Parents' attitudes even during pregnancy can affect how they respond to their babies after birth. One study showed that expectant parents who said they were hesitant to pick up babies for fear of spoiling them were more liable to produce babies who cried long and frequently than were expectant parents who believed babies' cries should be answered right away.
Studies have also shown that the longer a parent takes to answer a baby's cries, the longer it takes to soothe the baby. The critical cutoff point for answering a baby's cries is a minute and a half. If a parent takes longer than a minute and a half to answer, the amount of time required to quiet the baby increases by three, four, or in some cases fifty times.
Your Baby Doesn't Learn to Sleep
Your baby's sleeping patterns change naturally as his body's systems mature. Newborns aren't equipped with day-night body cycles; they alternate between sleeping and waking throughout the day and night, regardless of what is happening around them. It's not until about the fourth month after birth that the typical baby spends most of the day awake and sleeps longer stretches during the night. By then, the baby's bodily cycles--of high and low temperature, heart rate, and urine excretion, for instance--have become more regulated. The start of sleeping through the night coincides with the appearance of day-night rhythms and the excretion in the baby's body of an important hormone, cortisol, that helps to regulate metabolism.
You can't teach your baby to sleep through the night; it isn't a skill that can be learned. But when the time is right, your baby's inborn master clock will set all of his internal operations in harmonious cycles, and his day and night rhythms will become more predictable.
Shared Sleep Is Good for Parents, Too
Ironically, the very thing that most parents do to get more sleep results in their getting less sleep. Typically, parents decide that they can sleep better if the baby is in another place, and so they put the baby in a crib in a separate room. The baby becomes frightened by the isolation and cries out to bring the parents close. A parent, aroused from sleep by the crying, gets up and feeds the baby, who goes to sleep in the parent's arms. The parent returns the baby to the crib and goes back to the other bedroom to sleep. The baby sleeps until hunger pangs and loneliness arouse him again. The baby cries, the parent is aroused, and so the night passes.
Instead of getting more sleep, the parent actually gets less sleep this way than if the baby were within arm's reach.
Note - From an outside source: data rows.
//! Drag gesture state machine.
//!
//! A drag is well-formed as `start`, any number of `move_to`/`enter`/`leave`,
//! then exactly one of `drop_on` or `cancel`. Event ordering from the terminal
//! is not fully controllable, so out-of-order transitions are ignored (logged
//! at debug level) rather than treated as errors.

use anyhow::Result;
use log::debug;

use crate::models::Stage;

/// Consumer of committed stage changes. The board invokes this exactly once
/// per drop that lands on a different stage; persistence sits behind it.
pub trait StatusSink {
    fn update_status(&mut self, id: i64, to: Stage) -> Result<()>;
}

/// A stage move produced by a completed drop.
#[derive(Debug, Clone, Copy, PartialEq, Eq)]
pub struct StageChange {
    pub id: i64,
    pub to: Stage,
}

#[derive(Debug)]
struct ActiveDrag {
    id: i64,
    origin: Stage,
    hovered: Option<Stage>,
    /// Per-stage enter refcount. Crossing into a nested element of a column
    /// produces another enter for the same stage; the column stays hovered
    /// while its count is above zero. Saturating so a spurious extra leave
    /// cannot wrap.
    enters: [u16; Stage::COUNT],
    last_pointer_x: u16,
}

/// Ephemeral state for one drag gesture. Exists only between `start` and the
/// terminal `drop_on`/`cancel`; owns no long-lived resources.
#[derive(Debug, Default)]
pub struct DragSession {
    active: Option<ActiveDrag>,
}

impl DragSession {
    pub fn new() -> Self {
        Self::default()
    }

    pub fn is_dragging(&self) -> bool {
        self.active.is_some()
    }

    pub fn dragged_id(&self) -> Option<i64> {
        self.active.as_ref().map(|d| d.id)
    }

    pub fn origin_stage(&self) -> Option<Stage> {
        self.active.as_ref().map(|d| d.origin)
    }

    pub fn hovered_stage(&self) -> Option<Stage> {
        self.active.as_ref().and_then(|d| d.hovered)
    }

    pub fn last_pointer_x(&self) -> Option<u16> {
        self.active.as_ref().map(|d| d.last_pointer_x)
    }

    /// Begin a drag. A session that is somehow still active is forcibly
    /// cancelled first.
    pub fn start(&mut self, id: i64, origin: Stage, pointer_x: u16) {
        if self.active.is_some() {
            debug!("drag start while a session is active; cancelling prior session");
            self.cancel();
        }
        self.active = Some(ActiveDrag {
            id,
            origin,
            hovered: None,
            enters: [0; Stage::COUNT],
            last_pointer_x: pointer_x,
        });
    }

    /// Record pointer movement. Feeds auto-scroll only; no reassignment here.
    pub fn move_to(&mut self, pointer_x: u16) {
        match self.active.as_mut() {
            Some(drag) => drag.last_pointer_x = pointer_x,
            None => debug!("drag move with no active session; ignored"),
        }
    }

    /// Pointer crossed into a drop zone (or a nested element of one).
    pub fn enter(&mut self, stage: Stage) {
        let Some(drag) = self.active.as_mut() else {
            debug!("drag enter({:?}) with no active session; ignored", stage);
            return;
        };
        drag.enters[stage.index()] = drag.enters[stage.index()].saturating_add(1);
        if drag.enters[stage.index()] > 0 {
            drag.hovered = Some(stage);
        }
    }

    /// Pointer crossed out of a drop zone (or a nested element of one).
    pub fn leave(&mut self, stage: Stage) {
        let Some(drag) = self.active.as_mut() else {
            debug!("drag leave({:?}) with no active session; ignored", stage);
            return;
        };
        drag.enters[stage.index()] = drag.enters[stage.index()].saturating_sub(1);
        if drag.enters[stage.index()] == 0 && drag.hovered == Some(stage) {
            drag.hovered = None;
        }
    }

    /// Complete the gesture on a drop zone. Returns the stage change to
    /// commit, or `None` when the drop targets the record's current stage
    /// (a deliberate no-op, not an error). Either way the session resets.
    #[must_use]
    pub fn drop_on(&mut self, stage: Stage) -> Option<StageChange> {
        let Some(drag) = self.active.take() else {
            debug!("drop({:?}) with no active session; ignored", stage);
            return None;
        };
        if stage == drag.origin {
            return None;
        }
        Some(StageChange { id: drag.id, to: stage })
    }

    /// Terminate the gesture without a drop (released outside any zone,
    /// escape pressed, or teardown mid-drag).
    pub fn cancel(&mut self) {
        if self.active.take().is_none() {
            debug!("drag cancel with no active session; ignored");
        }
    }
}
//! Card presentation and the stacked-mode long-press affordance.
//!
//! Terminal drag semantics are unreliable in the stacked (narrow) layout, so
//! instead of attempting a drag there, holding the button on a card surfaces
//! a transient hint pointing at the keyboard move action.

use std::time::{Duration, Instant};

use ratatui::style::{Color, Modifier, Style};
use ratatui::text::{Line, Span};

use crate::models::Application;
use crate::prefs::Density;

/// Hold duration before the hint appears.
pub const LONG_PRESS: Duration = Duration::from_millis(500);
/// How long the hint stays on screen.
pub const HINT_VISIBLE: Duration = Duration::from_secs(2);

const HINT_TEXT: &str = "press e to move";

/// Long-press detector for non-draggable layouts. Timing is injected so the
/// tick cadence of the event loop (or a test) drives it.
#[derive(Debug, Default)]
pub struct LongPress {
    pressed: Option<(u16, u16, Instant)>,
    hint_until: Option<Instant>,
}

impl LongPress {
    pub fn new() -> Self {
        Self::default()
    }

    /// Button went down on a card.
    pub fn press(&mut self, x: u16, y: u16, now: Instant) {
        self.pressed = Some((x, y, now));
    }

    /// Pointer moved while held; more than a cell of travel is a scroll or
    /// stray drag attempt, not a hold.
    pub fn moved(&mut self, x: u16, y: u16) {
        if let Some((px, py, _)) = self.pressed {
            if px.abs_diff(x) > 1 || py.abs_diff(y) > 1 {
                self.pressed = None;
            }
        }
    }

    /// Button released before the threshold: not a long press.
    pub fn release(&mut self) {
        self.pressed = None;
    }

    /// Advance time; fires the hint once the hold crosses the threshold.
    pub fn tick(&mut self, now: Instant) {
        if let Some((_, _, since)) = self.pressed {
            if now.duration_since(since) >= LONG_PRESS {
                self.pressed = None;
                self.hint_until = Some(now + HINT_VISIBLE);
            }
        }
    }

    /// Hint text to display, if the hint is currently visible (auto-hides).
    pub fn hint(&self, now: Instant) -> Option<&'static str> {
        match self.hint_until {
            Some(until) if now < until => Some(HINT_TEXT),
            _ => None,
        }
    }
}

/// Card rows consumed per density, excluding the blank separator row.
pub fn card_height(density: Density) -> u16 {
    match density {
        Density::Normal => 2,
        Density::Compact => 1,
    }
}

/// Render one card as text lines for its column.
pub fn card_lines(app: &Application, density: Density, selected: bool, dragged: bool) -> Vec<Line<'static>> {
    let base = if dragged {
        Style::default().fg(Color::DarkGray).add_modifier(Modifier::DIM)
    } else if selected {
        Style::default().add_modifier(Modifier::REVERSED)
    } else {
        Style::default()
    };

    let title = Span::styled(app.company.clone(), base.add_modifier(Modifier::BOLD));
    match density {
        Density::Compact => {
            vec![Line::from(vec![
                title,
                Span::styled(format!(" · {}", app.role), base),
            ])]
        }
        Density::Normal => vec![
            Line::from(title),
            Line::from(Span::styled(
                format!("  {}", app.role),
                base.fg(if dragged { Color::DarkGray } else { Color::Gray }),
            )),
        ],
    }
}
A breastfeeding mother can nurse her baby without getting up or even waking fully. She need not sit up waiting for the baby to finally fall back into a deep sleep. And many parents have found that sleeping with their babies decreases the frequency of night wakings, so the parents themselves get more rest.
You can test this idea yourself by taking your baby into bed with you for a few nights to see if his night waking and crying are reduced. You may want to make some notes on his behavior first, so you can accurately compare his sleep patterns in isolation and in your bed.
By giving in to your baby's inborn need for closeness, you may find that you not only help him conserve his energies for emotional and physical growth, but you conserve your own energies as well.
Check List For Evaluating A Baby Doctor
You should feel confident that your baby's physician has up-to-date knowledge and plenty of experience concerning the many causes of infant pain.
He or she should refrain from giving you pat answers that don't help, or prescribing drugs that simply mask your baby's discomfort.
The doctor should listen well. He or she should treat your baby's crying as important, and your perceptions and opinions about your baby as valuable in uncovering solutions.
You shouldn't feel rushed with your appointment or have to wait long to see the doctor.
Your physician should be readily available to talk by telephone.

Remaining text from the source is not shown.